The section also allowed “a boxing contest between amateur sportsmen, where the contestants wear boxing gloves of not less than one hundred and forty grams each in mass.”
Some jurisdictions ignored the antiquated wording of the law.
The UFC, the largest promoter of MMA fighting, lobbied for the legislative change. As it has done in the US, the UFC has pushed for government to sanction the sport.
“This is a major development for the sport of mixed martial arts as we now have a consistent legislative framework for Canada and its provinces,” Tom Wright, the UFC’s director of Canadian operations, said in a statement.
Liberal Massimo Pacetti, who supported the bill, said it’s an important move.
“We are laying the groundwork for the general acceptance of these sports across the country,” he said during the debate.
Supporters say MMA bouts are no more dangerous than boxing matches.
Others say they may be safer, because MMA fighters can quit when they want, while boxers tend to fight until there’s a knockout or the referee steps in.
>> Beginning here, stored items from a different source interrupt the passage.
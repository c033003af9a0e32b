use crate::api::resolve_scope;
use crate::auth::auth::AuthUser;
use crate::domain::scope::Scope;
use crate::model::work_report::ReportStatus;
use actix_web::{error::ErrorInternalServerError, web, HttpResponse, Responder};
use chrono::{DateTime, NaiveDate, Utc};
use serde::{Deserialize, Serialize};
use serde_json::json;
use sqlx::{mysql::MySqlArguments, prelude::FromRow, query::QueryAs, MySql, MySqlPool};
use std::str::FromStr;
use tracing::error;
use utoipa::{IntoParams, ToSchema};

#[derive(Deserialize, ToSchema)]
pub struct CreateReport {
    /// Task the report relates to, if any
    pub task_id: Option<u64>,
    #[schema(example = "Weekly progress")]
    pub title: String,
    pub description: Option<String>,
    #[serde(rename = "type")]
    #[schema(example = "weekly")]
    pub report_type: Option<String>,
    #[schema(example = "2026-01-05", format = "date", value_type = String)]
    pub date: NaiveDate,
    #[schema(example = 7.5)]
    pub hours_spent: Option<f64>,
}

#[derive(Serialize, FromRow, ToSchema)]
pub struct ReportRow {
    pub id: u64,
    pub employee_id: u64,
    pub employee_name: String,
    pub task_id: Option<u64>,
    pub task_title: Option<String>,
    pub title: String,
    pub description: Option<String>,
    #[serde(rename = "type")]
    #[sqlx(rename = "type")]
    pub report_type: Option<String>,
    #[schema(format = "date", value_type = String)]
    pub date: NaiveDate,
    pub hours_spent: f64,
    #[schema(example = "submitted")]
    pub status: String,
    pub approved_by: Option<u64>,
    pub approved_by_name: Option<String>,
    pub feedback: Option<String>,
    #[schema(format = "date-time", value_type = Option<String>)]
    pub created_at: Option<DateTime<Utc>>,
}

#[derive(Deserialize, IntoParams, ToSchema)]
pub struct ReportFilter {
    /// Filter by report status
    pub status: Option<String>,
    /// Filter by report type
    #[serde(rename = "type")]
    pub report_type: Option<String>,
    /// Filter by employee (admin/hr only; others are scoped)
    pub employee_id: Option<u64>,
    /// Inclusive start of the date range
    #[schema(example = "2026-01-01", format = "date", value_type = String)]
    pub start_date: Option<NaiveDate>,
    /// Inclusive end of the date range
    #[schema(example = "2026-01-31", format = "date", value_type = String)]
    pub end_date: Option<NaiveDate>,
}

// Helper enum for typed SQLx binding
enum FilterValue {
    U64(u64),
    Str(String),
    Date(NaiveDate),
}

fn bind_args<'q, O>(
    mut query: QueryAs<'q, MySql, O, MySqlArguments>,
    args: Vec<FilterValue>,
) -> QueryAs<'q, MySql, O, MySqlArguments> {
    for arg in args {
        query = match arg {
            FilterValue::U64(v) => query.bind(v),
            FilterValue::Str(s) => query.bind(s),
            FilterValue::Date(d) => query.bind(d),
        };
    }
    query
}

async fn insert_report(
    auth: &AuthUser,
    pool: &MySqlPool,
    payload: &CreateReport,
    status: ReportStatus,
) -> actix_web::Result<HttpResponse> {
    let employee_id = auth.require_employee_profile()?;

    let result = sqlx::query(
        r#"
        INSERT INTO work_reports
            (employee_id, task_id, title, description, type, date, hours_spent, status)
        VALUES (?, ?, ?, ?, ?, ?, ?, ?)
        "#,
    )
    .bind(employee_id)
    .bind(payload.task_id)
    .bind(&payload.title)
    .bind(&payload.description)
    .bind(&payload.report_type)
    .bind(payload.date)
    .bind(payload.hours_spent.unwrap_or(0.0))
    .bind(status.to_string())
    .execute(pool)
    .await
    .map_err(|e| {
        error!(error = %e, employee_id, "Failed to create work report");
        ErrorInternalServerError("Internal Server Error")
    })?;

    Ok(HttpResponse::Created().json(json!({
        "message": match status {
            ReportStatus::Draft => "Draft saved",
            _ => "Report submitted",
        },
        "reportId": result.last_insert_id()
    })))
}

/* =========================
Submit / save draft
========================= */
#[utoipa::path(
    post,
    path = "/api/v1/reports",
    request_body = CreateReport,
    responses(
        (status = 201, description = "Report submitted"),
        (status = 401),
        (status = 404, description = "Employee profile not found")
    ),
    security(("bearer_auth" = [])),
    tag = "Report"
)]
pub async fn create_report(
    auth: AuthUser,
    pool: web::Data<MySqlPool>,
    payload: web::Json<CreateReport>,
) -> actix_web::Result<impl Responder> {
    insert_report(&auth, pool.get_ref(), &payload, ReportStatus::Submitted).await
}

#[utoipa::path(
    post,
    path = "/api/v1/reports/draft",
    request_body = CreateReport,
    responses(
        (status = 201, description = "Draft saved"),
        (status = 401),
        (status = 404, description = "Employee profile not found")
    ),
    security(("bearer_auth" = [])),
    tag = "Report"
)]
pub async fn create_draft(
    auth: AuthUser,
    pool: web::Data<MySqlPool>,
    payload: web::Json<CreateReport>,
) -> actix_web::Result<impl Responder> {
    insert_report(&auth, pool.get_ref(), &payload, ReportStatus::Draft).await
}

/* =========================
List reports (scope-filtered)
========================= */
#[utoipa::path(
    get,
    path = "/api/v1/reports",
    params(ReportFilter),
    responses(
        (status = 200, description = "Reports visible to the caller", body = [ReportRow]),
        (status = 401),
        (status = 404, description = "Employee profile not found")
    ),
    security(("bearer_auth" = [])),
    tag = "Report"
)]
pub async fn report_list(
    auth: AuthUser,
    pool: web::Data<MySqlPool>,
    query: web::Query<ReportFilter>,
) -> actix_web::Result<impl Responder> {
    let scope = resolve_scope(&auth, pool.get_ref()).await?;

    let mut where_sql = String::from(" WHERE 1=1");
    let mut args: Vec<FilterValue> = Vec::new();

    match &scope {
        Scope::Global => {
            if let Some(emp_id) = query.employee_id {
                where_sql.push_str(" AND wr.employee_id = ?");
                args.push(FilterValue::U64(emp_id));
            }
        }
        Scope::Team { department, .. } => {
            where_sql.push_str(" AND e.department = ?");
            args.push(FilterValue::Str(department.clone()));
        }
        Scope::Own { employee_id } => {
            where_sql.push_str(" AND wr.employee_id = ?");
            args.push(FilterValue::U64(*employee_id));
        }
    }

    if let Some(status) = query.status.as_deref().filter(|s| *s != "all") {
        where_sql.push_str(" AND wr.status = ?");
        args.push(FilterValue::Str(status.to_string()));
    }

    if let Some(report_type) = query.report_type.as_deref().filter(|t| *t != "all") {
        where_sql.push_str(" AND wr.type = ?");
        args.push(FilterValue::Str(report_type.to_string()));
    }

    if let Some(start) = query.start_date {
        where_sql.push_str(" AND wr.date >= ?");
        args.push(FilterValue::Date(start));
    }

    if let Some(end) = query.end_date {
        where_sql.push_str(" AND wr.date <= ?");
        args.push(FilterValue::Date(end));
    }

    let sql = format!(
        r#"
        SELECT wr.id, wr.employee_id, e.name AS employee_name,
               wr.task_id, t.title AS task_title,
               wr.title, wr.description, wr.type, wr.date, wr.hours_spent,
               wr.status, wr.approved_by, a.name AS approved_by_name,
               wr.feedback, wr.created_at
        FROM work_reports wr
        JOIN employees e ON wr.employee_id = e.id
        LEFT JOIN tasks t ON wr.task_id = t.id
        LEFT JOIN employees a ON wr.approved_by = a.id
        {}
        ORDER BY wr.created_at DESC
        "#,
        where_sql
    );

    let data_q = bind_args(sqlx::query_as::<_, ReportRow>(&sql), args);

    let reports = data_q.fetch_all(pool.get_ref()).await.map_err(|e| {
        error!(error = %e, "Failed to fetch work reports");
        ErrorInternalServerError("Internal Server Error")
    })?;

    Ok(HttpResponse::Ok().json(reports))
}

/* =========================
Approve / reject (Admin/HR/Manager)
========================= */
#[derive(Deserialize, ToSchema)]
pub struct ApproveReport {
    /// approved or rejected
    #[schema(example = "approved")]
    pub status: String,
    pub feedback: Option<String>,
}

#[utoipa::path(
    put,
    path = "/api/v1/reports/{report_id}/approve",
    params(("report_id" = u64, Path, description = "Report ID")),
    request_body = ApproveReport,
    responses(
        (status = 200, description = "Decision recorded"),
        (status = 400, description = "Invalid status"),
        (status = 401),
        (status = 403),
        (status = 404, description = "Report not found")
    ),
    security(("bearer_auth" = [])),
    tag = "Report"
)]
pub async fn approve_report(
    auth: AuthUser,
    pool: web::Data<MySqlPool>,
    path: web::Path<u64>,
    payload: web::Json<ApproveReport>,
) -> actix_web::Result<impl Responder> {
    auth.require_approver()?;
    let approver_id = auth.require_employee_profile()?;

    let report_id = path.into_inner();

    let decision = match ReportStatus::from_str(&payload.status) {
        Ok(s @ (ReportStatus::Approved | ReportStatus::Rejected)) => s,
        _ => {
            return Ok(HttpResponse::BadRequest().json(json!({
                "message": "status must be approved or rejected"
            })));
        }
    };

    let result = sqlx::query(
        "UPDATE work_reports SET status = ?, approved_by = ?, feedback = ? WHERE id = ?",
    )
    .bind(decision.to_string())
    .bind(approver_id)
    .bind(&payload.feedback)
    .bind(report_id)
    .execute(pool.get_ref())
    .await
    .map_err(|e| {
        error!(error = %e, report_id, "Report decision failed");
        ErrorInternalServerError("Internal Server Error")
    })?;

    if result.rows_affected() == 0 {
        return Ok(HttpResponse::NotFound().json(json!({
            "message": "Report not found"
        })));
    }

    Ok(HttpResponse::Ok().json(json!({
        "message": match decision {
            ReportStatus::Approved => "Report approved",
            _ => "Report rejected",
        }
    })))
}

/* =========================
Stats
========================= */
#[derive(Serialize, FromRow, ToSchema)]
pub struct ReportStats {
    #[schema(example = 30)]
    pub total: i64,
    #[schema(example = 2)]
    pub draft: i64,
    #[schema(example = 8)]
    pub submitted: i64,
    #[schema(example = 18)]
    pub approved: i64,
    #[schema(example = 2)]
    pub rejected: i64,
    #[schema(example = 210.5)]
    pub total_hours: Option<f64>,
}

#[utoipa::path(
    get,
    path = "/api/v1/reports/stats",
    responses(
        (status = 200, description = "Report counts per status", body = ReportStats),
        (status = 401),
        (status = 404, description = "Employee profile not found")
    ),
    security(("bearer_auth" = [])),
    tag = "Report"
)]
pub async fn report_stats(
    auth: AuthUser,
    pool: web::Data<MySqlPool>,
) -> actix_web::Result<impl Responder> {
    let scope = resolve_scope(&auth, pool.get_ref()).await?;

    let mut where_sql = String::from(" WHERE 1=1");
    let mut args: Vec<FilterValue> = Vec::new();

    match &scope {
        Scope::Global => {}
        Scope::Team { department, .. } => {
            where_sql.push_str(" AND e.department = ?");
            args.push(FilterValue::Str(department.clone()));
        }
        Scope::Own { employee_id } => {
            where_sql.push_str(" AND wr.employee_id = ?");
            args.push(FilterValue::U64(*employee_id));
        }
    }

    let sql = format!(
        r#"
        SELECT
            CAST(COUNT(*) AS SIGNED) AS total,
            CAST(COALESCE(SUM(CASE WHEN wr.status = 'draft' THEN 1 ELSE 0 END), 0) AS SIGNED) AS draft,
            CAST(COALESCE(SUM(CASE WHEN wr.status = 'submitted' THEN 1 ELSE 0 END), 0) AS SIGNED) AS submitted,
            CAST(COALESCE(SUM(CASE WHEN wr.status = 'approved' THEN 1 ELSE 0 END), 0) AS SIGNED) AS approved,
            CAST(COALESCE(SUM(CASE WHEN wr.status = 'rejected' THEN 1 ELSE 0 END), 0) AS SIGNED) AS rejected,
            CAST(SUM(wr.hours_spent) AS DOUBLE) AS total_hours
        FROM work_reports wr
        JOIN employees e ON wr.employee_id = e.id
        {}
        "#,
        where_sql
    );

    let stats_q = bind_args(sqlx::query_as::<_, ReportStats>(&sql), args);

    let stats = stats_q.fetch_one(pool.get_ref()).await.map_err(|e| {
        error!(error = %e, "Failed to compute report stats");
        ErrorInternalServerError("Internal Server Error")
    })?;

    Ok(HttpResponse::Ok().json(stats))
}

#[cfg(test)]
mod tests {
    use super::*;

    #[test]
    fn binds_every_filter_variant() {
        let args = vec![
            FilterValue::U64(7),
            FilterValue::Str("submitted".into()),
            FilterValue::Date(NaiveDate::from_ymd_opt(2026, 1, 5).unwrap()),
        ];
        let _ = bind_args(sqlx::query_as::<_, ReportStats>("SELECT 1"), args);
    }

    #[test]
    fn filter_date_range_documents_as_plain_strings() {
        let (_, schema) = ReportFilter::schema();
        let json = serde_json::to_value(schema).unwrap();
        assert_eq!(json["properties"]["start_date"]["type"], "string");
        assert_eq!(json["properties"]["start_date"]["format"], "date");
        assert_eq!(json["properties"]["end_date"]["type"], "string");
        assert_eq!(json["properties"]["end_date"]["format"], "date");
    }
}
Since 2008, the UFC has hosted 12 Canadian events split between Montreal (six), Toronto (three), Vancouver (two) and Calgary (one).
Winnipeg is set to host UFC 161 on June 15.
The Edmonton-based Maximum Fighting Championship is the largest Canadian promoter.
In most jurisdictions, MMA is regulated by the same athletic bodies that oversee boxing.
Currently, MMA is sanctioned at a provincial level in British Columbia, Manitoba, Nova Scotia, Ontario and Quebec, while it has been sanctioned on a municipal level within Alberta, New Brunswick and the Northwest Territories.